Look for the word "contract" in the entries and copy every line where it shows up.

[Stored items]
▼▼▼
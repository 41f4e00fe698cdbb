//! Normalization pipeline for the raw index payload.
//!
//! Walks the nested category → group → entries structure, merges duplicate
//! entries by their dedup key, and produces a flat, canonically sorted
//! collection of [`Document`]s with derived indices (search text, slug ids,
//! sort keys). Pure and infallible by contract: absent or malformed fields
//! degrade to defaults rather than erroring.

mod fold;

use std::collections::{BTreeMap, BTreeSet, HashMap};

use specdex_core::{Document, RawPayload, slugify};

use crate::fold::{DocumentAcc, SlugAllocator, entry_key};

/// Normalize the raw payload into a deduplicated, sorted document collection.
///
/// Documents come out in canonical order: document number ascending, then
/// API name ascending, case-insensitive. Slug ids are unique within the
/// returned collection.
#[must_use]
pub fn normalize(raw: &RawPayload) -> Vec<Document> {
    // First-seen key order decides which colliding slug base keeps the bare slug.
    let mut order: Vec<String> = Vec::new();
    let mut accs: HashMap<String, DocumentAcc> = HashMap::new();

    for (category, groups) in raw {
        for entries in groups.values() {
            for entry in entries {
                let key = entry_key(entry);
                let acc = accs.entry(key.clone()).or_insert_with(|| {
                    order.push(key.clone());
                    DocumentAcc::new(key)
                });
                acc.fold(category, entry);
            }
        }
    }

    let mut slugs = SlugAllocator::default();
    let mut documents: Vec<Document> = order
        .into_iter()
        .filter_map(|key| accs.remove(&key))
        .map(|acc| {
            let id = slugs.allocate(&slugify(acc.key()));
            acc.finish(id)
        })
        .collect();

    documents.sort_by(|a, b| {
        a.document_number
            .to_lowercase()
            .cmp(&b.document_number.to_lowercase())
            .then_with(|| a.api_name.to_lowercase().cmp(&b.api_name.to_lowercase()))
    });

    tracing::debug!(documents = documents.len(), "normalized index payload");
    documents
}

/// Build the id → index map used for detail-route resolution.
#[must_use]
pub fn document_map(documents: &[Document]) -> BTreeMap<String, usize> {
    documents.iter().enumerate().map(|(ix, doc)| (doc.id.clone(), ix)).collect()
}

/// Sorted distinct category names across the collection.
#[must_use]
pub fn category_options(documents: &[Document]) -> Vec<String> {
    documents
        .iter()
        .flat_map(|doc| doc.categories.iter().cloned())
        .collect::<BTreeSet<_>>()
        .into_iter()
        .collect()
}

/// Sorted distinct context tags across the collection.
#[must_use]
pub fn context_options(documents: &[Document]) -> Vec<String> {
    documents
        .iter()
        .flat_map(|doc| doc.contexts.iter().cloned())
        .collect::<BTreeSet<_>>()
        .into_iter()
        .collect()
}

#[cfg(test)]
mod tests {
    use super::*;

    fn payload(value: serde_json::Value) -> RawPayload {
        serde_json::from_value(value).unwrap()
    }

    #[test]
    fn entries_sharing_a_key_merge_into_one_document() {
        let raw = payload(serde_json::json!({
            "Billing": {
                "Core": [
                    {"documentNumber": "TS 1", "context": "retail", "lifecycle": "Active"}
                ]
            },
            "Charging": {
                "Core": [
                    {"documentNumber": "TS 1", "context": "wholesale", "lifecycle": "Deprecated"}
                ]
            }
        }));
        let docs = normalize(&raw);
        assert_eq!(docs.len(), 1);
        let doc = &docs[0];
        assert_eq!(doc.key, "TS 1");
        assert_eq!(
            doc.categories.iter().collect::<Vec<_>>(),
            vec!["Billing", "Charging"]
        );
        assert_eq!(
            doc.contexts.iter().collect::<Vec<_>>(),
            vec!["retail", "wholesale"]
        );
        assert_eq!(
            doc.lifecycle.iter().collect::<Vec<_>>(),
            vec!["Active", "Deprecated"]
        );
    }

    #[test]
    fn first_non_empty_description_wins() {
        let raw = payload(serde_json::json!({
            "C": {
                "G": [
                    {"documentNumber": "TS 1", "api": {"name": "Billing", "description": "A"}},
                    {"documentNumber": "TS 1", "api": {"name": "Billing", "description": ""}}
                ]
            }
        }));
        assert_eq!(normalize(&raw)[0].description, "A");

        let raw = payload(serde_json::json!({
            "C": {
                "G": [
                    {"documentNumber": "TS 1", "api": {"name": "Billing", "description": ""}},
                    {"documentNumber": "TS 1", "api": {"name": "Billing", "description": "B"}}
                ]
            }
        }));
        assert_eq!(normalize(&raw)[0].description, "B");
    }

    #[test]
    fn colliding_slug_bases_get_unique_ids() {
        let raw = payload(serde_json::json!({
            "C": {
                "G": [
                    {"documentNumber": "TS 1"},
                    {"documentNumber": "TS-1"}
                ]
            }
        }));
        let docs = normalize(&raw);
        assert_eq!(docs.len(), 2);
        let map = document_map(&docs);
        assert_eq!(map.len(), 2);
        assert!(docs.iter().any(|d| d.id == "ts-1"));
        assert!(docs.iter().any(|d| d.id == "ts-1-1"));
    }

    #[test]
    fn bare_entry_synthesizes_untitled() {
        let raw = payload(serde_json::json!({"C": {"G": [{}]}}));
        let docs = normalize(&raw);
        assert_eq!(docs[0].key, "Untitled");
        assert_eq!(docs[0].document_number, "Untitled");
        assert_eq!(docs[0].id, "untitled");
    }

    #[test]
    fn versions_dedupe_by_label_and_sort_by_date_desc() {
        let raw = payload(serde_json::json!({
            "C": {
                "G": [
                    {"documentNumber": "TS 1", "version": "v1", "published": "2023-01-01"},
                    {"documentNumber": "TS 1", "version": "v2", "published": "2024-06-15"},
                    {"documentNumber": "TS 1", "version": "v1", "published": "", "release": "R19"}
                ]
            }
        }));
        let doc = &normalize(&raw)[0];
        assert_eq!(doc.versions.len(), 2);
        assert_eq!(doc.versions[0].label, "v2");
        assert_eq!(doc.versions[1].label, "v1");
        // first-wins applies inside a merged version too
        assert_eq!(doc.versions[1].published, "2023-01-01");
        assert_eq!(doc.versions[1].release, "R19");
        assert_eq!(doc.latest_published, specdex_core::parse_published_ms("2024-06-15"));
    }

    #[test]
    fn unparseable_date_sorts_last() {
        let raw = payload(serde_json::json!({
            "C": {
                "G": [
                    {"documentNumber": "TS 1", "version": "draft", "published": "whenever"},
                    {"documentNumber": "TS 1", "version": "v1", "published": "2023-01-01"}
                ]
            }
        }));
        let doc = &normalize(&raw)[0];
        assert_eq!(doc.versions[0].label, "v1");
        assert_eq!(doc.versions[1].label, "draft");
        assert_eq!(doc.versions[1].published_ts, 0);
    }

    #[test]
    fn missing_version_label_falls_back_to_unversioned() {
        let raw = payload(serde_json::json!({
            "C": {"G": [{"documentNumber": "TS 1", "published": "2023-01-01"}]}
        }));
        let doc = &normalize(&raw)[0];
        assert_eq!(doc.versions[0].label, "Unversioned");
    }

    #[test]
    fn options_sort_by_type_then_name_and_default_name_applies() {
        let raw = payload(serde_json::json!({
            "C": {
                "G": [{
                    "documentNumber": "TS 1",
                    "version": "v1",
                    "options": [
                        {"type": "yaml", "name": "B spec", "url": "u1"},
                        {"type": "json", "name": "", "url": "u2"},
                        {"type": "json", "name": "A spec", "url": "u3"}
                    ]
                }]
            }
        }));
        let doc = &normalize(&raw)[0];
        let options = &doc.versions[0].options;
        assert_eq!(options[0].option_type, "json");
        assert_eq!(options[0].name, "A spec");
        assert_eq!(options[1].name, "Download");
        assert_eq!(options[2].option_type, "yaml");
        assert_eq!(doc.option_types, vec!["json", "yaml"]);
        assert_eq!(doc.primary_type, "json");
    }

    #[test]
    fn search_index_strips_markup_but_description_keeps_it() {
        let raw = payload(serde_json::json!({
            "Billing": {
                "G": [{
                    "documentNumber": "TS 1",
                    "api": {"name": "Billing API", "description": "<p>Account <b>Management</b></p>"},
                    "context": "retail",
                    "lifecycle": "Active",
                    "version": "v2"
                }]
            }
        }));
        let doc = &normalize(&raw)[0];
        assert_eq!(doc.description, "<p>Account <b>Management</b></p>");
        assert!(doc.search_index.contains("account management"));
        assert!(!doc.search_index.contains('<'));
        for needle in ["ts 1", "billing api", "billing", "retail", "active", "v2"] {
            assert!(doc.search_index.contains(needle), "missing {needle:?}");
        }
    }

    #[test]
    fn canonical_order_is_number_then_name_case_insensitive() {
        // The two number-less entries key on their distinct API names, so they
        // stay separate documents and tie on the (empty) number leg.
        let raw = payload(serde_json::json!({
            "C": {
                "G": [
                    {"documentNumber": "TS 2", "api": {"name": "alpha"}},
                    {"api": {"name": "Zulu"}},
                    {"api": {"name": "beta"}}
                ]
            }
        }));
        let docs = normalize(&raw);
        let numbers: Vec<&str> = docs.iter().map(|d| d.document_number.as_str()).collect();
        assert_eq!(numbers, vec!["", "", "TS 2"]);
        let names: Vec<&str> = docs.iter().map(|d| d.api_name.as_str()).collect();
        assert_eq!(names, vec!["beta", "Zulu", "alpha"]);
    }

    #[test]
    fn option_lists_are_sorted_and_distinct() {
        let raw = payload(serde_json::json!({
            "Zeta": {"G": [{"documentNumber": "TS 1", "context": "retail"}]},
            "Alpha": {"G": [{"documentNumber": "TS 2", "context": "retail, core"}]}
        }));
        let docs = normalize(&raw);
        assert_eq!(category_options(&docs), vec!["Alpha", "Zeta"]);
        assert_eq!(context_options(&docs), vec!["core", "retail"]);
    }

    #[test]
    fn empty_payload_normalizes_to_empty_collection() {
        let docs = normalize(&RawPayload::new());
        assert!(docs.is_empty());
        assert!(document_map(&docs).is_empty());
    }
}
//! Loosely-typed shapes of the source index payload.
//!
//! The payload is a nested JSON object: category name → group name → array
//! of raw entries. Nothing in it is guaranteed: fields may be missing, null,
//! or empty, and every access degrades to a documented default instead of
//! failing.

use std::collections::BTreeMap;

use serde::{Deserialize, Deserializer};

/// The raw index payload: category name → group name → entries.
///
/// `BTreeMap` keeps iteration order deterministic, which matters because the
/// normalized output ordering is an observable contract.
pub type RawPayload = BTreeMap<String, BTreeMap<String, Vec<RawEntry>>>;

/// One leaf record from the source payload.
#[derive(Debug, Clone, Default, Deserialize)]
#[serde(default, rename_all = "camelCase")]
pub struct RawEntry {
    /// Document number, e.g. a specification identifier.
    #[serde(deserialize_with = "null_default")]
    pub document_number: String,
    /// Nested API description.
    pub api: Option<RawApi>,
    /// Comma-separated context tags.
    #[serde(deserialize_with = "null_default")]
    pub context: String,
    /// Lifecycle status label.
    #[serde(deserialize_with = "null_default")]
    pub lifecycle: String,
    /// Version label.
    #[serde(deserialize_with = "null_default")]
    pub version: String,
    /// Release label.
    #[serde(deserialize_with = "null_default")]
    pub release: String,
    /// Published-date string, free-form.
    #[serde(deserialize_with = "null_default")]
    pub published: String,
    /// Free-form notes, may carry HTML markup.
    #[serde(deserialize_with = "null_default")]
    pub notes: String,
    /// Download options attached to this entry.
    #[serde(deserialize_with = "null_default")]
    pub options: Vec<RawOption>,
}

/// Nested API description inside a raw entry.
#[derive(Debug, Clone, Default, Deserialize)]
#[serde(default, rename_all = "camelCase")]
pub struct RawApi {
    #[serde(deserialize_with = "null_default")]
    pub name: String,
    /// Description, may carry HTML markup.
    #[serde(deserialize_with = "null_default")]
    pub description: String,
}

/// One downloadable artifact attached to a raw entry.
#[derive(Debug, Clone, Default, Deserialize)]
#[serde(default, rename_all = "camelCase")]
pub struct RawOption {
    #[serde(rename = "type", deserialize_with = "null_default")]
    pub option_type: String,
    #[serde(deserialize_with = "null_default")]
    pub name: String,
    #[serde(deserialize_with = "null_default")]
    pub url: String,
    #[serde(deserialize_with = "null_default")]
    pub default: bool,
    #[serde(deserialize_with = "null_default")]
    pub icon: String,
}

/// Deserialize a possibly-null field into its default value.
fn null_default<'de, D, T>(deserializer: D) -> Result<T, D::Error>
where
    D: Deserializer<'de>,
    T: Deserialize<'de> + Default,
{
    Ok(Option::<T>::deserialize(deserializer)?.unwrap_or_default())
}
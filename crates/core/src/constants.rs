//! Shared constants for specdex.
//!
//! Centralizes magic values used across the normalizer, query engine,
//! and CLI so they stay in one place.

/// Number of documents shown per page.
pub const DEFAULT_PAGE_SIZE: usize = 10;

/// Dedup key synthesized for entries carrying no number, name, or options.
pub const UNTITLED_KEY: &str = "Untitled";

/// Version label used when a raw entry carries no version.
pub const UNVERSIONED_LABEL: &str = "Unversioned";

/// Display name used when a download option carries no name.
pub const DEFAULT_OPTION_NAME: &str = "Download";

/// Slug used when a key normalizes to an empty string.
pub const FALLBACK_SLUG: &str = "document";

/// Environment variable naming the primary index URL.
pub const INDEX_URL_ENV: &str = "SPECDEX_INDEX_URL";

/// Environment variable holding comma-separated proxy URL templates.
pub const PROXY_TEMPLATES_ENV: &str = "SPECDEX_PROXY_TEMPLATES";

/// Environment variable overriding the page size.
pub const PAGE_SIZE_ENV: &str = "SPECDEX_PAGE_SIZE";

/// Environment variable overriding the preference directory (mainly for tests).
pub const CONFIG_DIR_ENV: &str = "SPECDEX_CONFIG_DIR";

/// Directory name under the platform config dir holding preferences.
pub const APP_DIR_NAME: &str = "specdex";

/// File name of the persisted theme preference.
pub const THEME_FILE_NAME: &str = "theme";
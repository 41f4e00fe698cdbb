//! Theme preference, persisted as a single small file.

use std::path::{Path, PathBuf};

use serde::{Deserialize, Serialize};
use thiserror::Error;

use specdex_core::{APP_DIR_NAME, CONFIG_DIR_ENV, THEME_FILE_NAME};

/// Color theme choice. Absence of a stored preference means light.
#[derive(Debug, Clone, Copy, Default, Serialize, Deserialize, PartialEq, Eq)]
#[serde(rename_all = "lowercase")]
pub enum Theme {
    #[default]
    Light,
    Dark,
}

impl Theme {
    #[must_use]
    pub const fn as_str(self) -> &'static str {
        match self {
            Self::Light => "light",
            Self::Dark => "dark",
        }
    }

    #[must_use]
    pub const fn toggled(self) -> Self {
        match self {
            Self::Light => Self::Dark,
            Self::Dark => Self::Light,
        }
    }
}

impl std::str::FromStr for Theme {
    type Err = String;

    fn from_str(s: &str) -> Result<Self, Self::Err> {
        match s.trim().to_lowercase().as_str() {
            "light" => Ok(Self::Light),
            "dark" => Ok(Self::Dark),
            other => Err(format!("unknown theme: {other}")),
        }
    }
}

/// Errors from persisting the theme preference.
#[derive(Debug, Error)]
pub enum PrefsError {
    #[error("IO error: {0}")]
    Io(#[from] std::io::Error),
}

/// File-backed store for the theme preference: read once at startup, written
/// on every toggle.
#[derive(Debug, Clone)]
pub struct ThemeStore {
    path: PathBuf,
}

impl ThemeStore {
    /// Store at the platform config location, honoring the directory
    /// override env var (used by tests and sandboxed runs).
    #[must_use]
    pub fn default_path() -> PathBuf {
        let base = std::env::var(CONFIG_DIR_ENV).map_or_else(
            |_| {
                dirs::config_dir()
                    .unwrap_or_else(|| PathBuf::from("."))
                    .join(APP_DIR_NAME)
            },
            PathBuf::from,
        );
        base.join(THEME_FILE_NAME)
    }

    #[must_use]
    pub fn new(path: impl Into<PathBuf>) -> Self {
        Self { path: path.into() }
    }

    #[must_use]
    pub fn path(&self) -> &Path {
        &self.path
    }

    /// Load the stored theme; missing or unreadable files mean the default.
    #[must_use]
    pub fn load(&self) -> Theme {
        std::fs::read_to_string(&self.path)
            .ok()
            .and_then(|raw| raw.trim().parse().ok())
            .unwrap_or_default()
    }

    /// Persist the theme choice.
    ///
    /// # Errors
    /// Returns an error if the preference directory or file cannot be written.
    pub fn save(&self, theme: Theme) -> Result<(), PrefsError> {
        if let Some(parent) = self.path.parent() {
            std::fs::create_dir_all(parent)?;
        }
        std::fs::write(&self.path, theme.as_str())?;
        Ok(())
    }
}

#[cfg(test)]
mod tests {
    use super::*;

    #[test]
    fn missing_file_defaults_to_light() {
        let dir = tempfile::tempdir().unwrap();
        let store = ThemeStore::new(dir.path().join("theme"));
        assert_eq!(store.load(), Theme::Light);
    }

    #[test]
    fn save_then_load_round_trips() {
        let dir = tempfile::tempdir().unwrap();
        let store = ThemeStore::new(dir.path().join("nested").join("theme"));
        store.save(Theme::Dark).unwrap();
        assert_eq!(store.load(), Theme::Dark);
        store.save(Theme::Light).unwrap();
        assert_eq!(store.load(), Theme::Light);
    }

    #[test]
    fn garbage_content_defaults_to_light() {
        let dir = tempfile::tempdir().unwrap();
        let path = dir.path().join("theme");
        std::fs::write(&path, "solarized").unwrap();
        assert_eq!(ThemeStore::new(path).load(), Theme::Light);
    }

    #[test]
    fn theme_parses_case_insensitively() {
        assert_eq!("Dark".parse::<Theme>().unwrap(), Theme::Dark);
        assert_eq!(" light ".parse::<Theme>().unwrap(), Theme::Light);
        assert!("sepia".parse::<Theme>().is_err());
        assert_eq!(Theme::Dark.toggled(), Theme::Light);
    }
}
▲▲▲
**Finished exercise**
//! sort keys). Pure and infallible by contract: absent or malformed fields
/// normalized output ordering is an observable contract.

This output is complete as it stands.